The certification of documents with the apostille is a procedure without alternatives in many situations. It must be passed in order to use documents abroad on the territory of states that have ratified the 1961 Hague Convention. But unfortunately it sometimes happens that the authorized authorities refuse the application for an apostille. The situation is uncomfortable, but mostly solvable. So what can be done in this case?
First, one should understand the real reason for the rejection.
Some documents are generally not subject to the apostille - for example commercial, customs and identity documents. If you have not received an apostille, there is no need to panic. On the territory of all countries where the Hague Convention is in force, they are aware of its requirements and, most likely, will treat the absence of the apostille with understanding.
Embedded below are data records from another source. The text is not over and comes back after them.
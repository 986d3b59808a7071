//! Application configuration and constants.
//!
//! This module provides:
//! - Configuration constants (hosts, retry bounds, paging, polling)
//! - Typed per-input configuration with validation
//! - CLI option types for the runner binary

mod constants;
mod inputs;
mod types;

// Re-export all constants
pub use constants::*;
pub use inputs::{
    ApplicationsInputConfig, GoalsInputConfig, LogsInputConfig, ScheduleInputConfig,
    StatTableInputConfig,
};
pub use types::{LogFormat, LogLevel, Opt};
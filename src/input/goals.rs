//! `yandex_metrika_goals`: the goals of one counter, emitted once.

use async_trait::async_trait;
use log::error;
use tokio::sync::Mutex;
use tokio_util::sync::CancellationToken;

use crate::api::{GoalsService, ServiceKind};
use crate::config::{GoalsInputConfig, METRIKA_API_HOST};
use crate::error_handling::{ClientError, ConfigError, InputError};
use crate::input::{build_client, records_to_messages, Batch, Input};

pub struct GoalsInput {
    counter_id: u64,
    service: GoalsService,
    emitted: Mutex<bool>,
}

impl GoalsInput {
    pub const NAME: &'static str = "yandex_metrika_goals";

    pub fn new(service: GoalsService, counter_id: u64) -> Self {
        GoalsInput {
            counter_id,
            service,
            emitted: Mutex::new(false),
        }
    }

    pub fn from_config(config: GoalsInputConfig) -> Result<Self, ConfigError> {
        let config = config.validated()?;
        let client = build_client(
            config.api_url.as_deref(),
            METRIKA_API_HOST,
            ServiceKind::Management,
            config.token,
        )?;
        Ok(GoalsInput::new(GoalsService::new(client), config.counter_id))
    }
}

#[async_trait]
impl Input for GoalsInput {
    fn name(&self) -> &'static str {
        Self::NAME
    }

    async fn connect(&self, _cancel: &CancellationToken) -> Result<(), InputError> {
        Ok(())
    }

    async fn read_batch(&self, cancel: &CancellationToken) -> Result<Batch, InputError> {
        let mut emitted = self.emitted.lock().await;
        if *emitted {
            return Err(InputError::EndOfInput);
        }
        *emitted = true;

        let goals = match self.service.list_goals(self.counter_id, cancel).await {
            Ok(goals) => goals,
            Err(ClientError::Cancelled) => return Err(InputError::EndOfInput),
            Err(e) => {
                error!("Failed to list goals of counter {}: {}", self.counter_id, e);
                return Err(InputError::EndOfInput);
            }
        };

        let messages = records_to_messages("goal", &goals, |goal| goal.id)
            .into_iter()
            .map(|message| message.with_meta("counter_id", self.counter_id))
            .collect();
        Ok(Batch::new(messages))
    }

    async fn close(&self, _cancel: &CancellationToken) -> Result<(), InputError> {
        Ok(())
    }
}
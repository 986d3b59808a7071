//! Conversion of raw log export rows into typed records.
//!
//! This module provides:
//! - [`FieldValue`]: the typed value of one cell
//! - [`decode_value`]: per-field coercion rules
//! - [`RowDecoder`]: a header-bound decoder producing one JSON object per row

mod values;

pub use values::{decode_value, fix_array_date_time, fix_watch_ids, parse_array, parse_integer, FieldValue};

use serde_json::{Map, Value};

use crate::utils::format_key;

/// Decodes TSV records of one part against its header row.
///
/// Header names are sanitized once; each cell is coerced by the sanitized
/// name of its column.
#[derive(Debug, Clone)]
pub struct RowDecoder {
    keys: Vec<String>,
}

impl RowDecoder {
    pub fn new<I, S>(header: I) -> Self
    where
        I: IntoIterator<Item = S>,
        S: AsRef<str>,
    {
        RowDecoder {
            keys: header.into_iter().map(|h| format_key(h.as_ref())).collect(),
        }
    }

    pub fn keys(&self) -> &[String] {
        &self.keys
    }

    /// Decodes one record. Extra cells beyond the header are ignored.
    pub fn decode<'a, I>(&self, record: I) -> Map<String, Value>
    where
        I: IntoIterator<Item = &'a str>,
    {
        self.keys
            .iter()
            .zip(record)
            .map(|(key, raw)| (key.clone(), Value::from(decode_value(key, raw))))
            .collect()
    }
}

#[cfg(test)]
mod tests {
    use super::*;
    use serde_json::json;

    #[test]
    fn test_row_decoder() {
        let decoder = RowDecoder::new([
            "ym:s:visitID",
            "ym:s:watchIDs",
            "ym:s:startURL",
            "ym:s:goalsID",
            "ym:s:isNewUser",
        ]);
        assert_eq!(
            decoder.keys(),
            ["visit_id", "watch_ids", "start_url", "goals_id", "is_new_user"]
        );

        let row = decoder.decode([
            "123",
            "[-424224913253989848]",
            "https://example.com/?a=1",
            "[]",
            "1",
        ]);
        assert_eq!(
            Value::Object(row),
            json!({
                "visit_id": 123,
                "watch_ids": [18022519160455561768u64],
                "start_url": "https://example.com/?a=1",
                "goals_id": "[]",
                "is_new_user": 1
            })
        );
    }
}
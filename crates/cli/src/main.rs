//! Entry point for the command-line interface.
//! Delegates to dedicated modules for argument handling, scanning and
//! rule verification.

use std::process::ExitCode;

use structgrep::args::{parse_cli, Commands, RulesCmd};
use structgrep::rules::verify_rules;
use structgrep::scan::{run_match, run_scan};
use structgrep::EXIT_ERROR;

fn main() -> ExitCode {
    let cli = parse_cli();
    let result = match cli.command {
        Commands::Scan(args) => run_scan(args),
        Commands::Match(args) => run_match(args),
        Commands::Rules(RulesCmd::Verify { path, full }) => verify_rules(&path, full),
    };
    match result {
        Ok(code) => code,
        Err(err) => {
            eprintln!("Error: {err:?}");
            ExitCode::from(EXIT_ERROR)
        }
    }
}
Also, the document may be in an unusable state: laminated, shabby, torn, with fuzzy seals and signatures. In Russia, this sometimes happens with USSR-era documents (especially those issued by the registry office). In such a situation, the apostille is likely to be issued only after you have procured the document again.
However, if the document cannot be provided to the country that issued it, then, unfortunately, most likely nothing can be done and it will be necessary to go through the procedure for procurement of the document. This also applies to cases where photocopies of documents have been provided to the authority instead of their originals.
In many countries, different government agencies are responsible for apostilling different types of documents. For example, in the United States, the federal government can only apostille documents issued at a local level, but for documents from federal structures, they must be contacted by the State Department or the Secretariat of the Federal Judiciary. If you have contacted the wrong authority, you will need to resubmit your documents to the authority responsible.
In many countries, the document must be pre-authenticated before being apostilled in the structures associated with its issuance. For example, a school certificate - in the local Ministry of Education, a doctor's certificate - in the Ministry of Health and so on. If you don't do this, the document will most likely be returned to you without an apostille. But the problem can also be solved. It is enough to affix the necessary signatures and stamps.
Worse, when the authority authorized to certify with an apostille cannot receive a response to a request regarding the authenticity of the signature or seal on the document from the organization that issued it (this is required in some countries). A document that was signed by a person who was not formally authorized to do so can also be problematic. In both cases it is necessary to have the documents procured again.
In addition, a letter with a document can get lost en route or among other documents in an agency. In this case, the only solution is to procure your document.
However, if the document is in good condition but has corrections on it, you may be able to solve the problem by asking the person who issued it to you to put a mark like "alteration valid".
Well, in general, if this process is entrusted to professionals who constantly deal with it, problems with the apostille will arise much less often.